I have always hoped that leaders of the charter industry would call out the frauds in their midst. Where to start? It looks like they have finally turned against the profiteering of Imagine charters. This is from politico.com:

“CRONY CAPITALISM IN THE CHARTER SECTOR? Imagine Columbus Primary Academy in Ohio plans to spend $700,000 on rent this school year. That’s more than the charter school will spend on salaries and benefits, The Columbus Dispatch reports [http://bit.ly/1yrG77D ]. The cost of rent will eat up more than half of the school’s annual state revenue. Meanwhile, Imagine Schools Inc. – one of the nation’s largest charter school operators – rakes in hundreds of thousands in public tax dollars. It’s all thanks to a complicated real estate maneuver, the Dispatch said Sunday. A subsidiary of Imagine Schools Inc., named SchoolHouse Finance, buys buildings and resells them for two or three times the purchase price. SchoolHouse Finance then leases the building from the new owner and rents the space back to Imagine. “It’s legal, but that doesn’t mean it should be,” said Greg Harris, Ohio director of StudentsFirst, an advocacy group that supports charter growth. “We don’t want charter-school operators profiting as landlords.”

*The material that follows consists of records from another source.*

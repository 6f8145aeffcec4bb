//! ndb: command line driver for a notedb store.

use std::fs::File;
use std::io::{self, Write};
use std::path::PathBuf;
use std::time::Instant;

use anyhow::{Context, Result};
use clap::{Parser, Subcommand};
use memmap2::Mmap;
use tracing_subscriber::EnvFilter;

use notedb::storage::db::Db;
use notedb::{CommonKind, Config, FieldKind, Filter, Ndb, SortOrder, Stat, TextSearchConfig};

/// Largest result set the query command prints.
const QUERY_CAPACITY: usize = 10_000;

#[derive(Parser, Debug)]
#[command(name = "ndb")]
#[command(about = "Embedded nostr note store")]
struct Args {
    /// Skip signature validation on import
    #[arg(long, global = true)]
    skip_verification: bool,

    /// Database directory
    #[arg(short = 'd', long = "dir", default_value = ".", global = true)]
    dir: PathBuf,

    /// Ceiling for the mapped data file, in bytes
    #[arg(long, default_value_t = 1 << 40, global = true)]
    mapsize: u64,

    #[command(subcommand)]
    command: Command,
}

#[derive(Subcommand, Debug)]
enum Command {
    /// Per sub-store and per kind record counts and sizes
    Stat,

    /// Full-text search
    Search {
        /// Order by creation time instead of relevance
        #[arg(long)]
        oldest_first: bool,

        /// Maximum number of results
        #[arg(short, long)]
        limit: Option<usize>,

        query: String,
    },

    /// Filter query, newest first
    Query {
        /// Note kind, repeatable
        #[arg(short = 'k', long = "kind")]
        kinds: Vec<u64>,

        /// Author pubkey in hex, repeatable
        #[arg(short = 'a', long = "author")]
        authors: Vec<String>,

        /// Value of a `t` tag, repeatable
        #[arg(short = 't', long = "tag")]
        tags: Vec<String>,

        /// Only notes created at or after this time
        #[arg(short = 's', long)]
        since: Option<u64>,

        /// Only notes created before this time
        #[arg(short = 'u', long)]
        until: Option<u64>,

        /// Maximum number of results
        #[arg(short = 'l', long)]
        limit: Option<u64>,
    },

    /// Import line-delimited JSON notes from a file, or `-` for stdin
    Import { path: String },

    /// Dump the content index keys
    PrintSearchKeys,

    /// Dump the kind index keys
    PrintKindKeys,

    /// Dump the tag index keys
    PrintTagKeys,
}

fn main() -> Result<()> {
    tracing_subscriber::fmt()
        .with_env_filter(
            EnvFilter::try_from_default_env().unwrap_or_else(|_| EnvFilter::new("info")),
        )
        .with_writer(io::stderr)
        .init();

    let args = Args::parse();
    let config = Config::default()
        .with_mapsize(args.mapsize)
        .with_skip_verification(args.skip_verification);

    eprintln!("using db '{}'", args.dir.display());
    let ndb = Ndb::open(&args.dir, config)
        .with_context(|| format!("opening store at {}", args.dir.display()))?;

    let stdout = io::stdout();
    let mut out = stdout.lock();

    match args.command {
        Command::Stat => print_stat(&mut out, &ndb.stat()?)?,
        Command::Search { oldest_first, limit, query } => {
            let mut search_config = TextSearchConfig::default();
            if oldest_first {
                search_config = search_config.with_order(SortOrder::Asc);
            }
            if let Some(limit) = limit {
                search_config = search_config.with_limit(limit);
            }

            let txn = ndb.begin_query();
            let start = Instant::now();
            let results = txn.text_search(&query, &search_config)?;
            eprintln!("{} results in {:.3} ms", results.len(), elapsed_ms(start));

            for (i, result) in results.iter().enumerate() {
                writeln!(
                    out,
                    "[{:02}] {:.4}\t{}\t{}\t{}",
                    i + 1,
                    result.score,
                    result.note.kind,
                    result.note.created_at,
                    result.note.content
                )?;
            }
        }
        Command::Query { kinds, authors, tags, since, until, limit } => {
            let mut builder = Filter::builder();
            if !kinds.is_empty() {
                builder.int_field(FieldKind::Kinds, &kinds)?;
            }
            if !authors.is_empty() {
                let authors: Vec<&str> = authors.iter().map(String::as_str).collect();
                builder.str_field(FieldKind::Authors, &authors)?;
            }
            if !tags.is_empty() {
                let tags: Vec<&str> = tags.iter().map(String::as_str).collect();
                builder.str_field(FieldKind::Tags('t'), &tags)?;
            }
            if let Some(since) = since {
                builder.int_field(FieldKind::Since, &[since])?;
            }
            if let Some(until) = until {
                builder.int_field(FieldKind::Until, &[until])?;
            }
            if let Some(limit) = limit {
                builder.int_field(FieldKind::Limit, &[limit])?;
            }
            let filter = builder.finish()?;

            let txn = ndb.begin_query();
            let start = Instant::now();
            let results = txn.query(&[filter], QUERY_CAPACITY)?;
            eprintln!("{} results in {:.3} ms", results.len(), elapsed_ms(start));

            for result in &results {
                writeln!(out, "{}\t{}\t{}", result.note.kind, result.note.created_at, result.note.content)?;
            }
        }
        Command::Import { path } => {
            let stats = if path == "-" {
                ndb.process_events_stream(io::stdin().lock())?
            } else {
                let file = File::open(&path).with_context(|| format!("opening {}", path))?;
                // SAFETY: the input file is only read, and only for the duration of the import
                let data = unsafe { Mmap::map(&file) }.with_context(|| format!("mapping {}", path))?;
                ndb.process_events(&data)?
            };
            eprintln!("{}", stats);
        }
        Command::PrintSearchKeys => print_lines(&mut out, ndb.begin_query().search_keys()?)?,
        Command::PrintKindKeys => print_lines(&mut out, ndb.begin_query().kind_keys()?)?,
        Command::PrintTagKeys => print_lines(&mut out, ndb.begin_query().tag_keys()?)?,
    }

    Ok(())
}

fn elapsed_ms(start: Instant) -> f64 {
    start.elapsed().as_secs_f64() * 1000.0
}

fn print_lines(out: &mut impl Write, lines: Vec<String>) -> io::Result<()> {
    for line in lines {
        writeln!(out, "{}", line)?;
    }
    Ok(())
}

fn print_stat(out: &mut impl Write, stat: &Stat) -> io::Result<()> {
    writeln!(out, "name\tcount\tkey_bytes\tvalue_bytes\ttotal_bytes")?;
    writeln!(out, "---\ndbs\n---")?;
    for db in Db::ALL {
        writeln!(out, "{}\t{}", db.name(), stat.db(db))?;
    }
    writeln!(out, "total\t{}", stat.total())?;

    writeln!(out, "-----\nkinds\n-----")?;
    for kind in CommonKind::ALL {
        let counts = stat.kind(kind);
        if counts.count > 0 {
            writeln!(out, "{}\t{}", kind.name(), counts)?;
        }
    }
    if stat.other_kinds.count > 0 {
        writeln!(out, "other\t{}", stat.other_kinds)?;
    }
    Ok(())
}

– “Let’s call this what this is: Crony capitalism,” Fordham Institute President Michael Petrilli tweeted [http://bit.ly/1s7ZXzT]. At least three states and Washington, D.C. are investigating Imagine for similar practices, the Dispatch noted. One state even shuttered schools operated by Imagine. After an investigation conducted by the St. Louis Post-Dispatch in Missouri, the state board of education shut down six schools run by Imagine in 2012. The paper uncovered real estate deals similar to the ones happening in Ohio and poor academic performance.”